EXTRACTED MATERIAL:

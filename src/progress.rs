//! The observable state of one watched scan.

use serde::Serialize;

use crate::decoder::ScanEvent;
use crate::steps::{Applied, StepTable};
use crate::types::{LogEntry, ScanStatus, SessionState, Step};

/// Outcome of feeding one event into [`ScanProgress`].
#[derive(Debug, Clone, PartialEq, Eq)]
pub enum Progressed {
    Ignored,
    Updated,
    Logged(LogEntry),
    /// The scan reached a terminal status through a `complete` frame.
    Completed(ScanStatus),
}

/// Snapshot exposed to observers: overall status, connectivity and the step table.
#[derive(Serialize, Debug, Clone, Default, PartialEq, Eq)]
pub struct ScanProgress {
    pub scan_id: Option<String>,
    pub status: ScanStatus,
    pub connected: bool,
    pub session: SessionState,
    pub table: StepTable,
    /// Attribution cursor: the step receiving subsequent log lines.
    pub current_step: Option<u32>,
    pub dropped_frames: u64,
    pub started_at: Option<String>,
    #[serde(skip)]
    pub(crate) generation: u64,
    /// A remote cancel is awaiting its answer; a lost stream only closes the session.
    #[serde(skip)]
    pub(crate) cancel_in_flight: bool,
    /// The stream dropped while a cancel was in flight.
    #[serde(skip)]
    pub(crate) lost_during_cancel: bool,
}

impl ScanProgress {
    pub fn new(scan_id: impl Into<String>) -> Self {
        Self {
            scan_id: Some(scan_id.into()),
            ..Self::default()
        }
    }

    pub fn steps(&self) -> &[Step] {
        &self.table.steps
    }

    pub fn log(&self) -> &[LogEntry] {
        &self.table.log
    }

    pub fn is_closed(&self) -> bool {
        self.session == SessionState::Closed
    }

    /// Fold one event into the snapshot. Nothing is applied once the session is closed.
    pub fn apply(&mut self, event: &ScanEvent) -> Progressed {
        if self.is_closed() {
            return Progressed::Ignored;
        }
        if let ScanEvent::Complete { final_status } = event {
            self.close();
            if self.status.is_terminal() {
                return Progressed::Updated;
            }
            self.status = *final_status;
            return Progressed::Completed(*final_status);
        }

        let (applied, cursor) = self.table.apply(event, self.current_step);
        let moved = cursor != self.current_step;
        self.current_step = cursor;
        match applied {
            Applied::Logged { entry, .. } => Progressed::Logged(entry),
            Applied::Updated => Progressed::Updated,
            Applied::Ignored if moved => Progressed::Updated,
            Applied::Ignored => Progressed::Ignored,
        }
    }

    /// Mark the subscription open after a successful handshake.
    pub(crate) fn open(&mut self) -> bool {
        if self.session != SessionState::Connecting {
            return false;
        }
        self.session = SessionState::Open;
        self.connected = true;
        true
    }

    /// Close the session without touching the scan status.
    pub(crate) fn close(&mut self) -> bool {
        let changed = self.session != SessionState::Closed || self.connected;
        self.session = SessionState::Closed;
        self.connected = false;
        changed
    }

    /// Record a lost subscription: closed, disconnected, and failed if still running.
    ///
    /// While a cancel is in flight the failure is deferred until its answer arrives.
    pub(crate) fn disconnect(&mut self) -> bool {
        if self.is_closed() {
            return false;
        }
        self.close();
        if self.cancel_in_flight {
            self.lost_during_cancel = true;
        } else if !self.status.is_terminal() {
            self.status = ScanStatus::Failed;
        }
        true
    }

    /// Note that a remote cancel request is about to be sent.
    pub(crate) fn begin_cancel(&mut self) {
        self.cancel_in_flight = true;
    }

    /// The remote cancel failed: apply a failure deferred by [`Self::disconnect`], if any.
    pub(crate) fn abort_cancel(&mut self) -> bool {
        let lost = std::mem::take(&mut self.lost_during_cancel);
        self.cancel_in_flight = false;
        if lost && !self.status.is_terminal() {
            self.status = ScanStatus::Failed;
            return true;
        }
        false
    }

    /// Mark the scan cancelled; returns whether the status actually changed.
    pub(crate) fn cancel(&mut self) -> bool {
        self.cancel_in_flight = false;
        self.lost_during_cancel = false;
        self.close();
        if self.status.is_terminal() {
            return false;
        }
        self.status = ScanStatus::Cancelled;
        true
    }
}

WHAT IS REQUIRED: Show every line from the entries above in which "impl" appears.

SOLUTION TO THE EXERCISE:
impl ScanProgress {
    pub fn new(scan_id: impl Into<String>) -> Self {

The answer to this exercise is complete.